● To do:
Print the lines of the data, starting with the first, up to and including the line where "wins over RUST_LOG" appears.

======== Records supplied ========

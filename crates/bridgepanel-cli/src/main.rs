//! CLI entry point.

use clap::{CommandFactory, Parser};
use tracing::error;
use tracing_subscriber::EnvFilter;

use bridgepanel_cli::{Cli, Commands, handlers, panel_config};

fn init_tracing(verbose: bool) {
    // --verbose wins over RUST_LOG
    let env_filter = if verbose {
        EnvFilter::new("debug")
    } else {
        EnvFilter::try_from_default_env().unwrap_or_else(|_| EnvFilter::new("info"))
    };
    tracing_subscriber::fmt()
        .with_env_filter(env_filter)
        .with_writer(std::io::stderr)
        .compact()
        .init();
}

#[tokio::main]
async fn main() -> anyhow::Result<()> {
    // Load environment variables before clap reads its env fallbacks
    dotenvy::dotenv().ok();

    let cli = Cli::parse();
    init_tracing(cli.verbose);

    let Some(command) = &cli.command else {
        Cli::command().print_help()?;
        return Ok(());
    };

    let result = match panel_config(&cli) {
        Ok(config) => match command {
            Commands::Render { snapshot } => handlers::render::execute(&config, snapshot),
            Commands::Replay { scenario } => handlers::replay::execute(&config, scenario).await,
        },
        Err(e) => Err(e),
    };

    if let Err(e) = result {
        error!(error = %e, "Command failed");
        eprintln!("Error: {e}");
        std::process::exit(e.exit_code());
    }
    Ok(())
}
//! Push events sent by the background process at any time.

use serde::{Deserialize, Serialize};

use crate::domain::{ConnectionDelta, ProgressInfo};

/// Visual treatment of a transient banner.
#[derive(Debug, Clone, Copy, PartialEq, Eq, Serialize, Deserialize)]
#[serde(rename_all = "lowercase")]
pub enum BannerKind {
    /// Reverts to the status view after a while.
    Warning,
    /// Stays until the next render.
    Error,
    /// Reverts to the status view after a short while.
    Success,
}

impl BannerKind {
    /// CSS modifier class for the banner.
    pub const fn css_class(self) -> &'static str {
        match self {
            Self::Warning => "warning",
            Self::Error => "error",
            Self::Success => "success",
        }
    }
}

/// Body of warning, error and success notifications.
#[derive(Debug, Clone, Default, PartialEq, Eq, Serialize, Deserialize)]
#[serde(default)]
pub struct NotificationPayload {
    #[serde(skip_serializing_if = "Option::is_none")]
    pub title: Option<String>,
    #[serde(skip_serializing_if = "Option::is_none")]
    pub details: Option<String>,
    /// Suggested next steps, shown as a list.
    pub actions: Vec<String>,
    /// Explicit severity; only `warning` and `error` are sent in practice.
    #[serde(skip_serializing_if = "Option::is_none")]
    pub severity: Option<BannerKind>,
}

impl NotificationPayload {
    /// The explicit severity, or `fallback` when the event did not carry one.
    pub fn kind_or(&self, fallback: BannerKind) -> BannerKind {
        self.severity.unwrap_or(fallback)
    }
}

/// Inbound push events.
///
/// Every event the background may send is a variant here, so handlers match
/// exhaustively instead of dispatching on raw type strings.
#[derive(Debug, Clone, PartialEq, Eq, Serialize, Deserialize)]
#[serde(tag = "type", rename_all = "snake_case")]
pub enum PushEvent {
    // ========== Connection Events ==========
    /// Connection fields changed.
    BridgeStatusUpdate(ConnectionDelta),

    /// The background refreshed its server data.
    ServerDataUpdated,

    /// Server configuration changed from the settings page.
    SettingsServerUpdate,

    // ========== Disable Lifecycle ==========
    /// A disable operation started.
    ExtensionDisableStart(ProgressInfo),

    /// A disable operation advanced.
    ExtensionDisableProgress(ProgressInfo),

    /// The bridge is now disabled.
    ExtensionDisabled,

    // ========== Enable Lifecycle ==========
    /// An enable operation started.
    ExtensionEnableStart,

    /// The bridge is now enabled.
    ExtensionEnabled,

    // ========== Notifications ==========
    ExtensionDisableTimeoutWarning(NotificationPayload),
    ExtensionDisableSuccess(NotificationPayload),
    ExtensionDisableError(NotificationPayload),
    ExtensionEnableSuccess(NotificationPayload),
    ExtensionEnableError(NotificationPayload),
    ExtensionConnectionFailureWarning(NotificationPayload),
    ExtensionOperationTimeout(NotificationPayload),
}

impl PushEvent {
    /// Wire tag of the event.
    pub const fn event_name(&self) -> &'static str {
        match self {
            Self::BridgeStatusUpdate(_) => "bridge_status_update",
            Self::ServerDataUpdated => "server_data_updated",
            Self::SettingsServerUpdate => "settings_server_update",
            Self::ExtensionDisableStart(_) => "extension_disable_start",
            Self::ExtensionDisableProgress(_) => "extension_disable_progress",
            Self::ExtensionDisabled => "extension_disabled",
            Self::ExtensionEnableStart => "extension_enable_start",
            Self::ExtensionEnabled => "extension_enabled",
            Self::ExtensionDisableTimeoutWarning(_) => "extension_disable_timeout_warning",
            Self::ExtensionDisableSuccess(_) => "extension_disable_success",
            Self::ExtensionDisableError(_) => "extension_disable_error",
            Self::ExtensionEnableSuccess(_) => "extension_enable_success",
            Self::ExtensionEnableError(_) => "extension_enable_error",
            Self::ExtensionConnectionFailureWarning(_) => "extension_connection_failure_warning",
            Self::ExtensionOperationTimeout(_) => "extension_operation_timeout",
        }
    }

    /// Banner title used when a notification arrives without one.
    pub const fn default_title(&self) -> &'static str {
        match self {
            Self::ExtensionDisableTimeoutWarning(_) => "Disable is taking longer than expected",
            Self::ExtensionDisableSuccess(_) => "Bridge disabled",
            Self::ExtensionDisableError(_) => "Failed to disable bridge",
            Self::ExtensionEnableSuccess(_) => "Bridge enabled",
            Self::ExtensionEnableError(_) => "Failed to enable bridge",
            Self::ExtensionConnectionFailureWarning(_) => "Connection problem",
            Self::ExtensionOperationTimeout(_) => "Operation timed out",
            Self::BridgeStatusUpdate(_)
            | Self::ServerDataUpdated
            | Self::SettingsServerUpdate
            | Self::ExtensionDisableStart(_)
            | Self::ExtensionDisableProgress(_)
            | Self::ExtensionDisabled
            | Self::ExtensionEnableStart
            | Self::ExtensionEnabled => "",
        }
    }
}

#[cfg(test)]
mod tests {
    use super::*;
    use crate::domain::DisableStage;
    use serde_json::json;

    #[test]
    fn decodes_connection_delta() {
        let event: PushEvent = serde_json::from_value(json!({
            "type": "bridge_status_update",
            "isConnected": true,
            "isConnecting": false,
            "bridgeUrl": "ws://localhost:54319",
            "serverCount": 5
        }))
        .unwrap();

        let PushEvent::BridgeStatusUpdate(delta) = event else {
            panic!("expected bridge_status_update, got {event:?}");
        };
        assert!(delta.is_connected);
        assert_eq!(delta.server_count, Some(5));
    }

    #[test]
    fn unit_events_ignore_extra_fields() {
        let event: PushEvent =
            serde_json::from_value(json!({"type": "server_data_updated", "source": "poll"}))
                .unwrap();
        assert_eq!(event, PushEvent::ServerDataUpdated);
    }

    #[test]
    fn disable_start_defaults_to_checking() {
        let event: PushEvent =
            serde_json::from_value(json!({"type": "extension_disable_start"})).unwrap();
        assert_eq!(
            event,
            PushEvent::ExtensionDisableStart(ProgressInfo::at_stage(DisableStage::Checking))
        );
    }

    #[test]
    fn decodes_notification_payload() {
        let event: PushEvent = serde_json::from_value(json!({
            "type": "extension_operation_timeout",
            "title": "Still waiting",
            "details": "2 operations pending",
            "actions": ["Wait", "Force disable"],
            "severity": "error"
        }))
        .unwrap();

        let PushEvent::ExtensionOperationTimeout(payload) = &event else {
            panic!("expected extension_operation_timeout, got {event:?}");
        };
        assert_eq!(payload.actions.len(), 2);
        assert_eq!(payload.kind_or(BannerKind::Warning), BannerKind::Error);
        assert_eq!(event.event_name(), "extension_operation_timeout");
    }

    #[test]
    fn event_names_round_trip_through_the_tag() {
        let events = vec![
            PushEvent::ServerDataUpdated,
            PushEvent::SettingsServerUpdate,
            PushEvent::ExtensionDisabled,
            PushEvent::ExtensionEnableStart,
            PushEvent::ExtensionEnabled,
            PushEvent::ExtensionDisableProgress(ProgressInfo::default()),
            PushEvent::ExtensionConnectionFailureWarning(NotificationPayload::default()),
        ];

        for event in events {
            let json = serde_json::to_value(&event).unwrap();
            assert_eq!(json["type"], event.event_name());
        }
    }

    #[test]
    fn unknown_event_type_fails_to_decode() {
        let result = serde_json::from_value::<PushEvent>(json!({"type": "mystery"}));
        assert!(result.is_err());
    }
}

========

● Task response:
filename crates/bridgepanel-cli/src/main.rs
//! CLI entry point.

use clap::{CommandFactory, Parser};
use tracing::error;
use tracing_subscriber::EnvFilter;

use bridgepanel_cli::{Cli, Commands, handlers, panel_config};

fn init_tracing(verbose: bool) {
    // --verbose wins over RUST_LOG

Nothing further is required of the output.